Résumés
Résumé
La série de six tableaux de Bartolomé Esteban Murillo intitulée La parabole de l’enfant prodigue (Collection Beit, Irlande) et réalisée à Séville entre 1660 et 1670, semble être la seule oeuvre picturale espagnole du dix-septième siècle qui porte sur ce thème biblique. Les estampes du graveur français de la même période, Jacques Callot, semblent avoir inspiré cette série unique, bien que la source d’inspiration des nombreuses adaptations apportées par Murillo, notamment au niveau des costumes, des personnages et des décors, n’ait pas encore été déterminée.
Cet article compare l’interprétation de Murillo de cette parabole à celle des dramaturges espagnols du Siècle d’or. Contrairement aux arts plastiques, la parabole a été un thème dramatique populaire qui a été repris tant dans le théâtre religieux que séculier par des dramaturges importants du dix-septième siècle comme Lope de Vega, Tirso de Molina et J. de Valdivielso.

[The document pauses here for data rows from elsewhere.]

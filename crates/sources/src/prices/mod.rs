//! USD price lookup.
//!
//! The price table is populated exactly once, before the collection
//! fan-out starts, and is immutable from then on: adapters share it as
//! `Arc<PriceTable>` and only read. A symbol missing from the table means
//! "unpriced", not an error.

use std::collections::HashMap;
use std::time::Duration;

use log::warn;
use reqwest::Client;
use rust_decimal::Decimal;
use serde::Deserialize;

use crate::errors::SourceError;

const COINGECKO_MARKETS_URL: &str = "https://api.coingecko.com/api/v3/coins/markets";

/// CoinGecko coin ids the portfolio cares about, resolved in one call.
const COIN_IDS: &[&str] = &[
    "tether",
    "altlayer",
    "usd-coin",
    "ethereum",
    "bitcoin",
    "pol-ex-matic",
    "cosmos",
    "celestia",
    "ion",
    "akash-network",
    "regen",
    "juno-network",
    "matic-network",
    "oasis-network",
    "stride",
    "osmosis",
    "stargaze",
    "injective",
    "dydx-chain",
    "passage",
    "evmos",
    "solana",
    "polkadot",
    "sommelier",
    "kujira",
    "persistence",
    "omniflix-network",
    "agoric",
    "quasar-2",
    "umee",
    "mars-protocol-a7fcbcfb-fd61-4017-92f0-7ee9f9cc6da3",
    "quicksilver",
    "neutron-3",
];

/// One row of the CoinGecko markets response.
#[derive(Debug, Deserialize)]
struct MarketRow {
    symbol: String,
    current_price: Option<Decimal>,
}

/// Frozen mapping from uppercase token symbol to unit USD price.
#[derive(Debug, Default)]
pub struct PriceTable {
    prices: HashMap<String, Decimal>,
}

impl PriceTable {
    /// An empty table: every lookup is "unpriced". Used when the price
    /// feed is unavailable and the run proceeds with zero USD values.
    pub fn empty() -> Self {
        Self::default()
    }

    /// Builds a table from `(symbol, price)` pairs, normalizing symbols
    /// to uppercase. This is the only way prices get in; there is no
    /// mutation after construction.
    pub fn from_prices<I, S>(pairs: I) -> Self
    where
        I: IntoIterator<Item = (S, Decimal)>,
        S: AsRef<str>,
    {
        let prices = pairs
            .into_iter()
            .map(|(symbol, price)| (symbol.as_ref().to_uppercase(), price))
            .collect();
        Self { prices }
    }

    /// Unit USD price for a symbol, if known.
    pub fn price_of(&self, symbol: &str) -> Option<Decimal> {
        self.prices.get(&symbol.to_uppercase()).copied()
    }

    /// `amount * price(symbol)`, or zero when the symbol is unpriced.
    pub fn usd_value(&self, symbol: &str, amount: Decimal) -> Decimal {
        match self.price_of(symbol) {
            Some(price) => amount * price,
            None => Decimal::ZERO,
        }
    }

    pub fn len(&self) -> usize {
        self.prices.len()
    }

    pub fn is_empty(&self) -> bool {
        self.prices.is_empty()
    }
}

/// Fetches current USD prices from CoinGecko.
///
/// Called once at startup; the caller decides whether a failure is fatal
/// (it is not — the run proceeds with an empty table and zero USD values).
pub async fn fetch_prices() -> Result<PriceTable, SourceError> {
    let client = Client::builder()
        .timeout(Duration::from_secs(10))
        .build()?;
    let response = client
        .get(COINGECKO_MARKETS_URL)
        .query(&[("vs_currency", "usd"), ("ids", &COIN_IDS.join(","))])
        .send()
        .await?;

    if !response.status().is_success() {
        return Err(SourceError::Status {
            url: COINGECKO_MARKETS_URL.to_string(),
            status: response.status().as_u16(),
        });
    }

    let rows: Vec<MarketRow> = response
        .json()
        .await
        .map_err(|e| SourceError::decode("coingecko markets", e))?;

    let priced = rows.iter().filter(|r| r.current_price.is_some()).count();
    if priced < rows.len() {
        warn!("{} of {} market rows carry no price", rows.len() - priced, rows.len());
    }

    Ok(PriceTable::from_prices(rows.into_iter().filter_map(|row| {
        row.current_price.map(|price| (row.symbol, price))
    })))
}

#[cfg(test)]
mod tests {
    use super::*;
    use rust_decimal_macros::dec;

    #[test]
    fn test_usd_value_priced_symbol() {
        let table = PriceTable::from_prices([("ATOM", dec!(10.0))]);
        assert_eq!(table.usd_value("ATOM", dec!(2.5)), dec!(25.0));
    }

    #[test]
    fn test_usd_value_is_case_insensitive() {
        let table = PriceTable::from_prices([("atom", dec!(10.0))]);
        assert_eq!(table.price_of("ATOM"), Some(dec!(10.0)));
        assert_eq!(table.usd_value("atom", Decimal::ONE), dec!(10.0));
    }

    #[test]
    fn test_usd_value_unpriced_symbol_is_zero() {
        let table = PriceTable::from_prices([("ATOM", dec!(10.0))]);
        assert_eq!(table.usd_value("XYZ", dec!(5)), Decimal::ZERO);
        assert_eq!(table.price_of("XYZ"), None);
    }

    #[test]
    fn test_empty_table() {
        let table = PriceTable::empty();
        assert!(table.is_empty());
        assert_eq!(table.usd_value("BTC", Decimal::ONE), Decimal::ZERO);
    }

    #[test]
    fn test_markets_response_decodes() {
        let body = r#"[
            {"id": "cosmos", "symbol": "atom", "current_price": 10.25},
            {"id": "dead-coin", "symbol": "ded", "current_price": null}
        ]"#;
        let rows: Vec<MarketRow> = serde_json::from_str(body).unwrap();
        assert_eq!(rows.len(), 2);
        let table = PriceTable::from_prices(
            rows.into_iter()
                .filter_map(|r| r.current_price.map(|p| (r.symbol, p))),
        );
        assert_eq!(table.len(), 1);
        assert_eq!(table.price_of("ATOM"), Some(dec!(10.25)));
    }
}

Les détails relatifs aux costumes dans El hijo pródigo de Lope semblent supposer que, dans la série de Murillo, le fait que l’enfant prodigue soit vêtu de vert à son départ symbolise sa naïveté, alors que le dialogue dans la comédie de Tirso suggère que la couleur rouge de sa cape reflète son humeur, soit son irresponsabilité et son étourderie. Cette comédie explique également le rôle important que joue le frère aîné : introduit dans le premier tableau comme l’image inverse de l’enfant prodigue, il offre à l’observateur un contre-exemple positif en regard des excès honteux de son jeune frère. Par ailleurs, le dialogue dans El hijo pródigo de Lope présente la vieille dans le tableau de Murillo de l’enfant prodigue chassé comme un personnage-clé au niveau de la représentation symbolique de son « desengaño », soit son éveil à la vanité des plaisirs éphémères de la vie. Plus importante encore est l’interprétation offerte dans le scénario de Lope du tableau de l’enfant prodigue festoyant : en effet, il définit la courtisane comme l’incarnation des plaisirs de la chair, le vin une potion pour oublier et le péché de l’enfant prodigue sa perte de contrôle sur les cinq sens qui lui viennent de Dieu. L’étroite similarité entre la composition de Murillo et la scène de Lope laisse croire que le peintre, dans ce cas, s’est inspiré de l’oeuvre El hijo pródigo. La popularité du scénario, publié d’abord en 1604 et réimprimé à six autres reprises avant 1618, permet de conclure que Murillo avait pû facilement y avoir accès. Étant donné la censure artistique sévère qui existait alors en Espagne, la nature de la scène, qui représente l’indulgence des sens, explique que le peintre ait choisi une source espagnole plutôt qu’étrangère.